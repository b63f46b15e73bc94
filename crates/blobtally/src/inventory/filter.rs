//! Account/container allow-list
//!
//! The filter document is YAML:
//!
//! ```yaml
//! accounts:
//!   - name: prodlogs
//!     containers: [ingest, archive]
//!   - name: scratch        # no `containers` key: every container
//! ```

use super::error::{InventoryError, Result};
use serde::{Deserialize, Serialize};
use std::collections::HashSet;
use std::path::Path;

/// One account entry of the filter
#[derive(Debug, Clone, PartialEq, Eq, Serialize, Deserialize)]
pub struct AccountFilter {
    pub name: String,
    /// `None` means every container of the account
    #[serde(default, skip_serializing_if = "Option::is_none")]
    pub containers: Option<Vec<String>>,
}

/// Allow-list of accounts and, optionally, their containers
#[derive(Debug, Clone, PartialEq, Eq, Serialize, Deserialize)]
pub struct FilterSpec {
    pub accounts: Vec<AccountFilter>,
}

impl FilterSpec {
    /// Load and validate a filter document
    pub fn load(path: &Path) -> Result<Self> {
        let content = std::fs::read_to_string(path).map_err(|e| {
            InventoryError::Config(format!("cannot read filter {}: {}", path.display(), e))
        })?;
        Self::parse(&content)
            .map_err(|e| InventoryError::Config(format!("filter {}: {}", path.display(), e)))
    }

    pub fn parse(content: &str) -> Result<Self> {
        let spec: FilterSpec = serde_yaml::from_str(content)
            .map_err(|e| InventoryError::Config(e.to_string()))?;
        spec.validate()?;
        Ok(spec)
    }

    fn validate(&self) -> Result<()> {
        let mut seen = HashSet::new();
        for entry in &self.accounts {
            if entry.name.trim().is_empty() {
                return Err(InventoryError::Config(
                    "account filter with an empty name".to_string(),
                ));
            }
            if !seen.insert(entry.name.as_str()) {
                return Err(InventoryError::Config(format!(
                    "account '{}' is listed more than once",
                    entry.name
                )));
            }
            if let Some(containers) = &entry.containers {
                if containers.is_empty() {
                    return Err(InventoryError::Config(format!(
                        "account '{}' lists no containers; omit `containers` to scan all of them",
                        entry.name
                    )));
                }
            }
        }
        Ok(())
    }

    fn entry(&self, account: &str) -> Option<&AccountFilter> {
        self.accounts.iter().find(|entry| entry.name == account)
    }
}

/// Whether an account should be scanned
pub fn should_scan_account(filter: Option<&FilterSpec>, account: &str) -> bool {
    match filter {
        None => true,
        Some(spec) => spec.entry(account).is_some(),
    }
}

/// Whether a container of `account` should be scanned
pub fn should_scan_container(filter: Option<&FilterSpec>, account: &str, container: &str) -> bool {
    let Some(spec) = filter else {
        return true;
    };
    match spec.entry(account) {
        None => false,
        Some(AccountFilter {
            containers: None, ..
        }) => true,
        Some(AccountFilter {
            containers: Some(allowed),
            ..
        }) => allowed.iter().any(|name| name == container),
    }
}

#[cfg(test)]
mod tests {
    use super::*;

    fn spec(yaml: &str) -> FilterSpec {
        FilterSpec::parse(yaml).unwrap()
    }

    #[test]
    fn test_no_filter_scans_everything() {
        assert!(should_scan_account(None, "any"));
        assert!(should_scan_container(None, "any", "thing"));
    }

    #[test]
    fn test_account_without_containers_key_scans_all_containers() {
        let filter = spec("accounts:\n  - name: A\n");
        assert!(should_scan_account(Some(&filter), "A"));
        assert!(should_scan_container(Some(&filter), "A", "x"));
        assert!(should_scan_container(Some(&filter), "A", "y"));
        assert!(!should_scan_account(Some(&filter), "B"));
        assert!(!should_scan_container(Some(&filter), "B", "x"));
    }

    #[test]
    fn test_container_restriction() {
        let filter = spec("accounts:\n  - name: A\n    containers: [x]\n");
        assert!(should_scan_container(Some(&filter), "A", "x"));
        assert!(!should_scan_container(Some(&filter), "A", "y"));
    }

    #[test]
    fn test_missing_accounts_key_is_config_error() {
        let err = FilterSpec::parse("something: else\n").unwrap_err();
        assert!(matches!(err, InventoryError::Config(_)));
    }

    #[test]
    fn test_duplicate_account_is_config_error() {
        let err = FilterSpec::parse("accounts:\n  - name: A\n  - name: A\n").unwrap_err();
        assert!(err.to_string().contains("more than once"));
    }

    #[test]
    fn test_empty_container_list_is_config_error() {
        let err = FilterSpec::parse("accounts:\n  - name: A\n    containers: []\n").unwrap_err();
        assert!(matches!(err, InventoryError::Config(_)));
    }

    #[test]
    fn test_load_missing_file_is_config_error() {
        let err = FilterSpec::load(Path::new("/nonexistent/filter.yaml")).unwrap_err();
        assert!(matches!(err, InventoryError::Config(_)));
    }
}
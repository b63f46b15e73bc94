//! Resumable crawl progress
//!
//! Progress is one JSON object keyed by unit: `{account}/{container}` for a
//! container scan and `{account}` for a finished account. Saves go through a
//! sibling temp file and a rename, so a crash mid-save leaves the previous
//! document intact.

use super::chunk::ChunkState;
use super::error::{InventoryError, Result};
use chrono::{DateTime, Utc};
use serde::{Deserialize, Serialize};
use std::collections::BTreeMap;
use std::fs;
use std::io::Write;
use std::path::{Path, PathBuf};
use tracing::{debug, warn};

/// Where a unit stands
#[derive(Debug, Clone, Copy, PartialEq, Eq, Serialize, Deserialize)]
#[serde(rename_all = "snake_case")]
pub enum UnitStatus {
    /// Listing in progress; resume from `cursor`
    Started,
    /// Listing exhausted, chunks not yet published
    Listed,
    /// Nothing left to do
    Complete,
}

impl UnitStatus {
    pub fn as_str(&self) -> &'static str {
        match self {
            UnitStatus::Started => "started",
            UnitStatus::Listed => "listed",
            UnitStatus::Complete => "complete",
        }
    }
}

/// Persisted state of one unit
#[derive(Debug, Clone, PartialEq, Eq, Serialize, Deserialize)]
pub struct ProgressMarker {
    pub status: UnitStatus,
    /// Continuation token of the next page to list
    #[serde(default, skip_serializing_if = "Option::is_none")]
    pub cursor: Option<String>,
    /// Chunk accounting as of the last appended page
    #[serde(default, skip_serializing_if = "Option::is_none")]
    pub chunk: Option<ChunkState>,
    /// Set once the unit's chunks reached the destination. A unit completed
    /// without publishing stays pending for the next publishing run.
    #[serde(default)]
    pub published: bool,
    pub updated_at: DateTime<Utc>,
}

pub type ProgressMap = BTreeMap<String, ProgressMarker>;

/// Loads, updates and saves the progress document
#[derive(Debug)]
pub struct ProgressTracker {
    path: PathBuf,
    map: ProgressMap,
}

impl ProgressTracker {
    /// Start with an empty map; the file is not read.
    pub fn empty(path: impl Into<PathBuf>) -> Self {
        Self {
            path: path.into(),
            map: ProgressMap::new(),
        }
    }

    /// Load the document. A missing file is an empty map; an unparseable one
    /// is `CorruptProgress`.
    pub fn load(path: impl Into<PathBuf>) -> Result<Self> {
        let path = path.into();
        if !path.exists() {
            return Ok(Self::empty(path));
        }
        let content = fs::read_to_string(&path)?;
        let map: ProgressMap =
            serde_json::from_str(&content).map_err(|e| InventoryError::CorruptProgress {
                path: path.clone(),
                message: e.to_string(),
            })?;
        debug!(path = %path.display(), units = map.len(), "Loaded progress");
        Ok(Self { path, map })
    }

    /// Load the document, falling back to an empty map when it is corrupt.
    ///
    /// The unreadable file is moved aside to `<name>.corrupt` so the next save
    /// does not destroy it.
    pub fn open(path: impl Into<PathBuf>) -> Result<Self> {
        let path = path.into();
        match Self::load(path.clone()) {
            Ok(tracker) => Ok(tracker),
            Err(InventoryError::CorruptProgress { path, message }) => {
                let aside = sibling(&path, ".corrupt", false);
                warn!(
                    path = %path.display(),
                    moved_to = %aside.display(),
                    error = %message,
                    "Progress file is corrupt, starting with empty progress"
                );
                if let Err(e) = fs::rename(&path, &aside) {
                    warn!(path = %path.display(), error = %e, "Failed to move corrupt progress aside");
                }
                Ok(Self::empty(path))
            }
            Err(e) => Err(e),
        }
    }

    pub fn path(&self) -> &Path {
        &self.path
    }

    pub fn map(&self) -> &ProgressMap {
        &self.map
    }

    pub fn get(&self, key: &str) -> Option<&ProgressMarker> {
        self.map.get(key)
    }

    pub fn is_complete(&self, key: &str) -> bool {
        matches!(
            self.map.get(key),
            Some(ProgressMarker {
                status: UnitStatus::Complete,
                ..
            })
        )
    }

    pub fn is_published(&self, key: &str) -> bool {
        matches!(
            self.map.get(key),
            Some(ProgressMarker {
                status: UnitStatus::Complete,
                published: true,
                ..
            })
        )
    }

    /// Whether `key` needs no work from a run that does (`publishing`) or
    /// does not publish.
    pub fn is_finished(&self, key: &str, publishing: bool) -> bool {
        if publishing {
            self.is_published(key)
        } else {
            self.is_complete(key)
        }
    }

    /// Record that `key` is being listed and that the next page starts at
    /// `cursor` (`None`: from the beginning).
    pub fn mark_unit_started(&mut self, key: &str, cursor: Option<String>, chunk: ChunkState) {
        self.map.insert(
            key.to_string(),
            ProgressMarker {
                status: UnitStatus::Started,
                cursor,
                chunk: Some(chunk),
                published: false,
                updated_at: Utc::now(),
            },
        );
    }

    /// Record that listing of `key` is exhausted
    pub fn mark_unit_listed(&mut self, key: &str, chunk: ChunkState) {
        self.map.insert(
            key.to_string(),
            ProgressMarker {
                status: UnitStatus::Listed,
                cursor: None,
                chunk: Some(chunk),
                published: false,
                updated_at: Utc::now(),
            },
        );
    }

    /// Record that `key` is finished; `published` says whether its chunks
    /// reached the destination. The chunk state is kept so a later run can
    /// still publish them.
    pub fn mark_unit_complete(&mut self, key: &str, published: bool) {
        let chunk = self.map.get(key).and_then(|marker| marker.chunk.clone());
        self.map.insert(
            key.to_string(),
            ProgressMarker {
                status: UnitStatus::Complete,
                cursor: None,
                chunk,
                published,
                updated_at: Utc::now(),
            },
        );
    }

    pub fn mark_account_complete(&mut self, account: &str, published: bool) {
        self.mark_unit_complete(account, published);
    }

    /// Write the whole map through a temp file and rename it into place
    pub fn save(&self) -> Result<()> {
        if let Some(parent) = self.path.parent() {
            if !parent.as_os_str().is_empty() {
                fs::create_dir_all(parent)?;
            }
        }
        let temp_path = sibling(&self.path, ".tmp", true);
        let json = serde_json::to_vec_pretty(&self.map)?;
        {
            let mut file = fs::File::create(&temp_path)?;
            file.write_all(&json)?;
            file.sync_all()?;
        }
        fs::rename(&temp_path, &self.path).map_err(|e| {
            let _ = fs::remove_file(&temp_path);
            InventoryError::Io(e)
        })?;
        Ok(())
    }
}

/// `dir/name` -> `dir/[.]name<suffix>`
fn sibling(path: &Path, suffix: &str, hidden: bool) -> PathBuf {
    let name = path
        .file_name()
        .map(|n| n.to_string_lossy().to_string())
        .unwrap_or_else(|| "progress".to_string());
    let name = if hidden {
        format!(".{}{}", name, suffix)
    } else {
        format!("{}{}", name, suffix)
    };
    path.with_file_name(name)
}
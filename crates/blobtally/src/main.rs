//! Blobtally command line
//!
//! `scan` crawls the storage tree and writes CSV manifests per container,
//! publishing them with `--upload`. `status` prints the saved progress.
//!
//! Exit codes: 0 on a complete run, 1 on a fatal error, 2 when some units
//! could not be listed.

use clap::{Parser, Subcommand};
use std::process::ExitCode;

mod cli;

#[derive(Parser, Debug)]
#[command(name = "blobtally", version, about = "Storage inventory crawler")]
struct Cli {
    /// Mirror info logs on stderr
    #[arg(short = 'v', long, global = true)]
    verbose: bool,

    #[command(subcommand)]
    command: Commands,
}

#[derive(Subcommand, Debug)]
enum Commands {
    /// Crawl accounts, containers and objects into CSV manifests
    Scan(cli::scan::ScanArgs),
    /// Show crawl progress
    Status(cli::status::StatusArgs),
}

fn main() -> ExitCode {
    let cli = Cli::parse();

    let result = match cli.command {
        Commands::Scan(args) => cli::scan::run(args, cli.verbose),
        Commands::Status(args) => cli::status::run(args).map(|()| ExitCode::SUCCESS),
    };

    match result {
        Ok(code) => code,
        Err(err) => {
            eprintln!("{:?}", err);
            ExitCode::from(1)
        }
    }
}
//! Bounded retry for listing calls

use super::error::{InventoryError, Result};
use serde::{Deserialize, Serialize};
use std::future::Future;
use std::time::Duration;
use tracing::warn;

/// Retry settings for transient listing faults
#[derive(Debug, Clone, PartialEq, Eq, Serialize, Deserialize)]
pub struct RetryPolicy {
    /// Total attempts, including the first
    #[serde(default = "default_max_attempts")]
    pub max_attempts: u32,
    /// Delay before the second attempt; doubles afterwards
    #[serde(default = "default_initial_backoff_ms")]
    pub initial_backoff_ms: u64,
    #[serde(default = "default_max_backoff_ms")]
    pub max_backoff_ms: u64,
}

fn default_max_attempts() -> u32 {
    4
}

fn default_initial_backoff_ms() -> u64 {
    500
}

fn default_max_backoff_ms() -> u64 {
    30_000
}

impl Default for RetryPolicy {
    fn default() -> Self {
        Self {
            max_attempts: default_max_attempts(),
            initial_backoff_ms: default_initial_backoff_ms(),
            max_backoff_ms: default_max_backoff_ms(),
        }
    }
}

impl RetryPolicy {
    /// Single attempt, no waiting
    pub fn none() -> Self {
        Self {
            max_attempts: 1,
            initial_backoff_ms: 0,
            max_backoff_ms: 0,
        }
    }

    /// Fixed attempt count without delays, for tests
    pub fn immediate(max_attempts: u32) -> Self {
        Self {
            max_attempts,
            initial_backoff_ms: 0,
            max_backoff_ms: 0,
        }
    }

    /// Delay after failed attempt number `attempt` (1-based)
    pub fn backoff(&self, attempt: u32) -> Duration {
        let factor = 1u64 << attempt.saturating_sub(1).min(16);
        let ms = self
            .initial_backoff_ms
            .saturating_mul(factor)
            .min(self.max_backoff_ms);
        Duration::from_millis(ms)
    }

    /// Run `op` until it succeeds, fails permanently, or attempts run out.
    ///
    /// Exhausted transient faults come back as `InventoryError::Listing`.
    pub async fn run<T, F, Fut>(&self, scope: &str, mut op: F) -> Result<T>
    where
        F: FnMut() -> Fut,
        Fut: Future<Output = Result<T>>,
    {
        let max_attempts = self.max_attempts.max(1);
        let mut attempt = 1;
        loop {
            match op().await {
                Ok(value) => return Ok(value),
                Err(e) if e.is_transient() && attempt < max_attempts => {
                    let delay = self.backoff(attempt);
                    warn!(
                        scope = %scope,
                        attempt,
                        max_attempts,
                        delay_ms = delay.as_millis() as u64,
                        error = %e,
                        "Transient listing error, retrying"
                    );
                    if !delay.is_zero() {
                        tokio::time::sleep(delay).await;
                    }
                    attempt += 1;
                }
                Err(e) if e.is_transient() => {
                    return Err(InventoryError::listing(
                        scope,
                        format!("gave up after {} attempts: {}", attempt, e),
                    ));
                }
                Err(e) => return Err(e),
            }
        }
    }
}
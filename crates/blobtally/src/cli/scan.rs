//! `blobtally scan`: crawl the inventory and write (and optionally publish)
//! the manifests.

use crate::cli::error::HelpfulError;
use crate::cli::output::{parse_size, summary_table};
use blobtally::backends::{BlobDestination, LocalDestination, LocalInventory};
use blobtally::inventory::{
    Collaborators, DestinationStore, FilterSpec, InventoryError, InventoryTraversal,
    ProgressTracker, UploadReconciler,
};
use blobtally::InventoryConfig;
use blobtally_logging::LogConfig;
use chrono::Local;
use clap::Args;
use std::path::PathBuf;
use std::process::ExitCode;
use std::sync::Arc;
use tracing::{error, info, warn};

/// Exit code when the run finished but some units could not be listed
pub const EXIT_PARTIAL: u8 = 2;

#[derive(Debug, Args)]
pub struct ScanArgs {
    /// Local directory for manifest chunks
    #[arg(long = "file-list-dir", env = "FILE_LIST_DIR")]
    pub file_list_dir: Option<PathBuf>,

    /// Directory for the run log
    #[arg(long = "log-file-dir", env = "LOG_FILE_DIR")]
    pub log_file_dir: Option<PathBuf>,

    /// Container URL (with SAS) or local directory to publish to
    #[arg(long = "destination-url", env = "DESTINATION_URL")]
    pub destination_url: Option<String>,

    /// Root of the storage tree to crawl
    #[arg(long = "source-root", env = "SOURCE_ROOT")]
    pub source_root: Option<PathBuf>,

    /// YAML file restricting the crawl to listed accounts and containers
    #[arg(short = 'i', long = "yaml-input-file")]
    pub yaml_input_file: Option<PathBuf>,

    /// Publish manifests to the destination
    #[arg(short = 'u', long = "upload")]
    pub upload: bool,

    /// Ignore previous progress and start over
    #[arg(long)]
    pub fresh: bool,

    /// TOML configuration file
    #[arg(long)]
    pub config: Option<PathBuf>,

    /// Byte budget per chunk (e.g. 16MB)
    #[arg(long)]
    pub byte_budget: Option<String>,

    /// Objects per listing page
    #[arg(long)]
    pub page_size: Option<usize>,

    /// Prefix for destination keys
    #[arg(long)]
    pub prefix: Option<String>,

    /// Print the summary as JSON
    #[arg(long)]
    pub json: bool,
}

/// Merge the config file with command line overrides
pub fn resolve_config(args: &ScanArgs) -> anyhow::Result<InventoryConfig> {
    let mut config = match &args.config {
        Some(path) => InventoryConfig::load(path)
            .map_err(|e| HelpfulError::invalid_config(Some(path), &e.to_string()))?,
        None => InventoryConfig::default(),
    };

    if let Some(dir) = &args.file_list_dir {
        config.output_root = dir.clone();
    }
    if let Some(dir) = &args.log_file_dir {
        config.log_dir = Some(dir.clone());
    }
    if let Some(url) = &args.destination_url {
        config.destination_url = Some(url.clone());
    }
    if let Some(root) = &args.source_root {
        config.source_root = Some(root.clone());
    }
    if let Some(file) = &args.yaml_input_file {
        config.filter_file = Some(file.clone());
    }
    if let Some(budget) = &args.byte_budget {
        config.byte_budget =
            parse_size(budget).map_err(|e| HelpfulError::invalid_size_format(&e))?;
    }
    if let Some(page_size) = args.page_size {
        config.page_size = page_size;
    }
    if let Some(prefix) = &args.prefix {
        config.destination_prefix = prefix.clone();
    }

    config
        .validate()
        .map_err(|e| HelpfulError::invalid_config(args.config.as_deref(), &e.to_string()))?;
    Ok(config)
}

/// Destination for a `DESTINATION_URL` value
pub fn destination_for(url: &str) -> anyhow::Result<Arc<dyn DestinationStore>> {
    if url.starts_with("http://") || url.starts_with("https://") {
        let destination = BlobDestination::new(url)
            .map_err(|e| HelpfulError::invalid_config(None, &e.to_string()))?;
        Ok(Arc::new(destination))
    } else {
        let path = url.strip_prefix("file://").unwrap_or(url);
        Ok(Arc::new(LocalDestination::new(path)))
    }
}

/// Execute the scan command
pub fn run(args: ScanArgs, verbose: bool) -> anyhow::Result<ExitCode> {
    let config = resolve_config(&args)?;

    let source_root = config
        .source_root
        .clone()
        .ok_or_else(HelpfulError::missing_source)?;
    if !source_root.is_dir() {
        return Err(HelpfulError::source_not_found(&source_root).into());
    }

    let filter = match &config.filter_file {
        Some(path) => Some(
            FilterSpec::load(path)
                .map_err(|e| HelpfulError::invalid_filter(path, &e.to_string()))?,
        ),
        None => None,
    };

    let reconciler = if args.upload {
        let url = config
            .destination_url
            .as_deref()
            .ok_or_else(HelpfulError::missing_destination)?;
        Some(UploadReconciler::new(destination_for(url)?).with_prefix(&config.destination_prefix))
    } else {
        None
    };

    std::fs::create_dir_all(&config.output_root)?;

    match blobtally_logging::init_logging(LogConfig {
        log_dir: config.log_dir.as_deref(),
        verbose,
        started_at: Local::now(),
    }) {
        Ok(log_path) => info!(log = %log_path.display(), "Logging to file"),
        Err(e) => eprintln!("Warning: failed to initialize logging: {:#}", e),
    }

    let progress_path = config.progress_path();
    let progress = if args.fresh {
        info!(path = %progress_path.display(), "Starting with fresh progress");
        ProgressTracker::empty(progress_path)
    } else {
        ProgressTracker::open(progress_path)?
    };

    let inventory = Arc::new(LocalInventory::new(&source_root));
    let collaborators = Collaborators {
        accounts: inventory.clone(),
        keys: inventory.clone(),
        lister: inventory,
    };

    info!(
        source = %source_root.display(),
        output = %config.output_root.display(),
        upload = args.upload,
        filtered = filter.is_some(),
        "Starting inventory crawl"
    );

    let mut traversal = InventoryTraversal::new(config.to_traversal_config(), collaborators, progress)
        .with_filter(filter)
        .with_reconciler(reconciler);

    let rt = tokio::runtime::Builder::new_current_thread()
        .enable_all()
        .build()?;
    let summary = match rt.block_on(traversal.run()) {
        Ok(summary) => summary,
        Err(e) => {
            error!(error = %e, "Inventory crawl aborted");
            return Err(abort_error(e));
        }
    };

    if args.json {
        println!("{}", serde_json::to_string_pretty(&summary)?);
    } else {
        println!("{}", summary_table(&summary));
    }

    if summary.is_clean() {
        Ok(ExitCode::SUCCESS)
    } else {
        warn!(
            failed = summary.failed_units.len(),
            "Some units could not be listed; rerun to retry them"
        );
        Ok(ExitCode::from(EXIT_PARTIAL))
    }
}

fn abort_error(e: InventoryError) -> anyhow::Error {
    match &e {
        InventoryError::Publish { path, .. } => HelpfulError::new(e.to_string())
            .with_context("The destination refused a chunk; completed units are kept in progress")
            .with_suggestions([
                format!("TRY: Inspect the local chunk: {}", path.display()),
                "TRY: Check the destination URL and its SAS permissions, then rerun".to_string(),
            ])
            .into(),
        _ => anyhow::Error::new(e),
    }
}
====
Directions for this task → Filter the listing above so that only lines holding the word "completed" remain, and report those lines.

Written response →
    /// Set once the unit's chunks reached the destination. A unit completed
            .with_context("The destination refused a chunk; completed units are kept in progress")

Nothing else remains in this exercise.